Art historian attributes recently resurfaced drawing to Leonardo da Vinci
Red chalk drawing attributed to Leonardo da Vinci by scholar Annalisa Di Maria. Courtesy of the Leonardo da Vinci International Committee via the Smithsonian.
Leading lights  -   Experts

It could perhaps be said that every art historian who has embarked on the path of research hopes, if only even slightly, to make a discovery unlike any other. For some, the discoveries they make change the course of art history. One scholar may have discovered a drawing by Leonardo da Vinci that could alter the path of art history and further cement doubts around the “last da Vinci”: the Salvator Mundi.

Italian scholar Annalisa Di Maria working with the UNESCO Centre in Florence has attributed a drawing, stored away in a vault for decades, to da Vinci. The drawing, from a private collector in Lecco, depicts Jesus Christ in three-quarter profile. The figure’s eyes gaze at the viewer in a distinctive style akin to that of da Vinci and not dissimilar to the Mona Lisa. Created in red chalk, the portrait bears a resemblance to the type of drawing for which da Vinci is known.

The drawing “recalls everything in the drawings of Leonardo: it is his language, and speaks loud and clear,” Di Maria told La Stampa, an Italian-language newspaper. She continued, stating that this is “the true face of Salvator Mundi,” adding that the drawing is “breathtaking.”

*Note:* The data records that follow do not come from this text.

use anyhow::Result;
use ratebot_core::{init_tracing, Message, MessageKind, User};
use ratebot_telegram::run_repl;
use tracing::{info, instrument};

use crate::components::{build_bot_components, build_handler_chain, build_responder};
use crate::config::{messages_file_from_env, ArchiveConfig, BotConfig};

/// Main entry: validate config, init logging, build components and chain, then run the REPL.
#[instrument(skip(config))]
pub async fn run_bot(config: BotConfig) -> Result<()> {
    config.validate()?;
    init_tracing(config.log_file())?;

    info!(
        archive_url = %config.archive.api_url,
        log_file = %config.log_file(),
        "Initializing bot"
    );

    let components = build_bot_components(&config)?;
    let handler_chain = build_handler_chain(&components);
    let teloxide_bot = components.teloxide_bot.clone();

    run_repl(teloxide_bot, handler_chain).await?;

    Ok(())
}

/// Answers a single message without Telegram, using ARCHIVE_* and MESSAGES_FILE from env.
#[instrument]
pub async fn answer_once(text: &str) -> Result<String> {
    let archive = ArchiveConfig::from_env()?;
    archive.validate()?;
    let responder = build_responder(&archive, messages_file_from_env().as_deref())?;

    let message = Message {
        id: "0".to_string(),
        user: User {
            id: 0,
            username: None,
            first_name: None,
            last_name: None,
        },
        chat: ratebot_core::Chat {
            id: 0,
            chat_type: "cli".to_string(),
        },
        content: text.to_string(),
        kind: MessageKind::Text,
        created_at: chrono::Utc::now(),
    };

    Ok(responder.respond(&message).await.text)
}
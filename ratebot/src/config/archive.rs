//! Archive endpoint settings: ARCHIVE_API_URL (required), ARCHIVE_TIMEOUT_SECS, ARCHIVE_MAX_RETRIES.

use anyhow::Result;
use rate_archive::RetryPolicy;
use std::env;
use std::str::FromStr;
use std::time::Duration;

#[derive(Debug, Clone)]
pub struct ArchiveConfig {
    /// ARCHIVE_API_URL, including its query string; `&date=DD.MM.YYYY` is appended per request
    pub api_url: String,
    /// Per-attempt timeout
    pub timeout_secs: u64,
    /// Extra attempts after a retryable failure
    pub max_retries: u32,
}

/// Numeric setting: `default` when unset or blank, an error when set but not a number.
fn env_number<T: FromStr>(name: &str, default: T) -> Result<T> {
    match env::var(name) {
        Ok(value) if !value.trim().is_empty() => value
            .trim()
            .parse()
            .map_err(|_| anyhow::anyhow!("{} is not a valid number: {}", name, value)),
        _ => Ok(default),
    }
}

impl ArchiveConfig {
    pub fn from_env() -> Result<Self> {
        let api_url = env::var("ARCHIVE_API_URL")
            .ok()
            .filter(|s| !s.trim().is_empty())
            .ok_or_else(|| anyhow::anyhow!("ARCHIVE_API_URL not set"))?;
        let timeout_secs = env_number("ARCHIVE_TIMEOUT_SECS", 10)?;
        let max_retries = env_number("ARCHIVE_MAX_RETRIES", 1)?;

        Ok(Self {
            api_url,
            timeout_secs,
            max_retries,
        })
    }

    pub fn validate(&self) -> Result<()> {
        if reqwest::Url::parse(&self.api_url).is_err() {
            anyhow::bail!("ARCHIVE_API_URL is not a valid URL: {}", self.api_url);
        }
        if self.timeout_secs == 0 {
            anyhow::bail!("ARCHIVE_TIMEOUT_SECS must be greater than 0");
        }
        Ok(())
    }

    pub fn retry_policy(&self) -> RetryPolicy {
        RetryPolicy {
            timeout: Duration::from_secs(self.timeout_secs),
            max_retries: self.max_retries,
            ..RetryPolicy::default()
        }
    }
}
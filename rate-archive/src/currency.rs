//! Currencies the archive is queried for.

use serde::{Deserialize, Serialize};
use std::fmt;

/// Closed set of supported currencies. Add a variant (and its code) to support another one.
#[derive(Debug, Clone, Copy, PartialEq, Eq, Hash, Serialize, Deserialize)]
#[serde(rename_all = "UPPERCASE")]
pub enum Currency {
    Usd,
    Eur,
}

impl Currency {
    pub const ALL: [Currency; 2] = [Currency::Usd, Currency::Eur];

    /// Canonical code, as it appears in the archive's `currency` field.
    pub fn code(self) -> &'static str {
        match self {
            Currency::Usd => "USD",
            Currency::Eur => "EUR",
        }
    }

    /// Matches a user token: the uppercased token must equal a code exactly. No trimming, no partial matches.
    pub fn from_token(token: &str) -> Option<Self> {
        let upper = token.to_uppercase();
        Self::ALL.into_iter().find(|c| c.code() == upper)
    }
}

impl fmt::Display for Currency {
    fn fmt(&self, f: &mut fmt::Formatter<'_>) -> fmt::Result {
        f.write_str(self.code())
    }
}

Red chalk drawing of a man's face with Leonardo da Vinci
“Portrait of a Man in Red Chalk” by Leonardo da Vinci. Courtesy Wikimedia Commons.

Extensive research has yet to be performed on the drawing, but preliminary testing has shown that the drawing’s substrate dates back to the 16th century, at a similar time to when da Vinci created another sketch in a similar medium called Portrait of a Man in Red Chalk. According to the Telegraph, more research is expected to be carried out on the work after Italy’s second wave of COVID-19 has subsided.  As pointed out by Oxford University’s Martin Kemp, before many experts make their decisions on the work’s origins, they will require seeing the artwork in person.

If proven to be by da Vinci, Di Maria’s discovery could prove to be detrimental to the reputation of the Salvator Mundi, which has hung in the balance since before its record-setting sale in 2017. Lost for centuries, the Salvator Mundi resurfaced, was attributed to Boltraffio, and was bought in 2005 for $10,000 by a New York art dealer. In the years following that sale, expert opinion began to shift from Boltraffio to da Vinci and just like that, the painting’s existence changed.

Included in the London National Gallery’s extensive da Vinci retrospective, the painting gained momentum and in 2017, when it came to auction at Christie’s, it changed the art market when it sold for $450 million. Although, the painting was not without controversy and many still believed it not to be by the Italian Old Master. Since it was sold, the painting has more or less disappeared once more and was notably absent from the Louvre’s recent exhibition of works by da Vinci.

Much is still unknown about the Salvator Mundi as well as the drawing discovered by Di Maria, but as research moves forward on the drawing, the plot, for each, may well thicken.